CBO's Track Record - How Accurate are the Health Care Numbers? Posted by Kevin Barber — March 25, 2010 @ 10:47PM
Now we've heard a hundred times that the non partison CBO office has done the numbers for health care, proving once and for all that the bill costs $1Trillion and will reduce the deficit 100 billion over 10 years.
Nevermind that this is 10 years of taxes for 5-6 years of coverage... I just want to see how the CBO has done on previous estimates.

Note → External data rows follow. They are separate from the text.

use std::path::PathBuf;
use std::sync::Arc;

use storage::csv_store::OutputEncoding;
use storage::repository::Storage;

use crate::Clock;
use crate::error::AppServicesError;
use crate::settings_service::SettingsService;
use crate::survey_service::SurveyService;

/// Assembles the app-facing services over a storage backend.
#[derive(Clone)]
pub struct AppServices {
    survey: Arc<SurveyService>,
    settings: Arc<SettingsService>,
}

impl AppServices {
    /// Build services backed by CSV files under the data directory.
    ///
    /// Probes the question file once so a malformed file fails at launch
    /// rather than mid-survey.
    ///
    /// # Errors
    ///
    /// Returns `AppServicesError::Storage` if the question file exists but
    /// cannot be read.
    pub fn new_csv(
        data_dir: impl Into<PathBuf>,
        encoding: OutputEncoding,
        clock: Clock,
    ) -> Result<Self, AppServicesError> {
        let storage = Storage::csv(data_dir, encoding);
        storage.questions.load()?;
        Ok(Self::from_storage(&storage, clock))
    }

    /// Build services over any storage aggregate.
    #[must_use]
    pub fn from_storage(storage: &Storage, clock: Clock) -> Self {
        let survey = Arc::new(SurveyService::new(
            clock,
            Arc::clone(&storage.questions),
            Arc::clone(&storage.results),
        ));
        let settings = Arc::new(SettingsService::new(Arc::clone(&storage.questions)));
        Self { survey, settings }
    }

    #[must_use]
    pub fn survey(&self) -> Arc<SurveyService> {
        Arc::clone(&self.survey)
    }

    #[must_use]
    pub fn settings(&self) -> Arc<SettingsService> {
        Arc::clone(&self.settings)
    }
}
use dioxus::prelude::*;
use dioxus_router::use_navigator;

use tempo_core::model::{Answer, SurveyStage};

use crate::context::AppContext;
use crate::routes::Route;
use crate::views::{ViewError, ViewState, view_state_from_resource};
use crate::vm::{AdvanceOutcome, SurveyIntent, SurveyVm, start_survey};

#[cfg(test)]
use std::cell::RefCell;
#[cfg(test)]
use std::rc::Rc;

/// Quit flow for an active session. `Leave` discards the unsaved record.
#[derive(Clone, Copy, Debug, PartialEq, Eq)]
pub(crate) enum QuitIntent {
    Request,
    Stay,
    Leave,
}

Enjoy the wonders of government accounting:
2002 BUDGET DEFICIT:
ESTIMATED: $21 BILLION /// ACTUAL: $158 BILLION
JANUARY 2007 C.B.O. ECONOMIC FORCAST:
GDP WILL GROW in 2008 BY 3%, AND 2009 BY 2.9% BASED ON HOUSING MARKET IMPROVEMENTS AND GAS PRICES STABLE.... WE ALL KNOW HOW THAT TURNED OUT.
MEDICARE 1990
ESTIMATED: $12 BILLION /// ACTUAL: $167 BILLION
MEDICAID DSH PROGRAM 1992
ESTIMATED: $1 BILLION ACTUAL: $17 BILLION
MEDICARE HOME CARE 1993
ESTIMATED: $4 BILLION /// ACTUAL: $10 BILLION
Social Security Budget (yes, the CBO tracks this too)
Social Security will pay out more in benefits than it receives in payroll taxes this year, the first big milestone on the road to its eventual insolvency.
This plunge into the red comes 6 years faster than the most recent CBO estimate predicted (It had been 2016).
http://www.nytimes.com/2010/03/25/business/economy/25social.html?hp
The way I work the math, the CBO has regularly been 2.5x to 17x low in its estimates. Does anyone really think this bill is going to lower insurance costs, increase quality of care, cover 30 million new people (many for free), add 17,000 IRS agents to enforce the new mandates, and vastly enlarge the already enormous federal bureacracy, and it has any prayer of being on budget? If so, I have a few investment ideas I'd like to tell you about... it's right up your alley.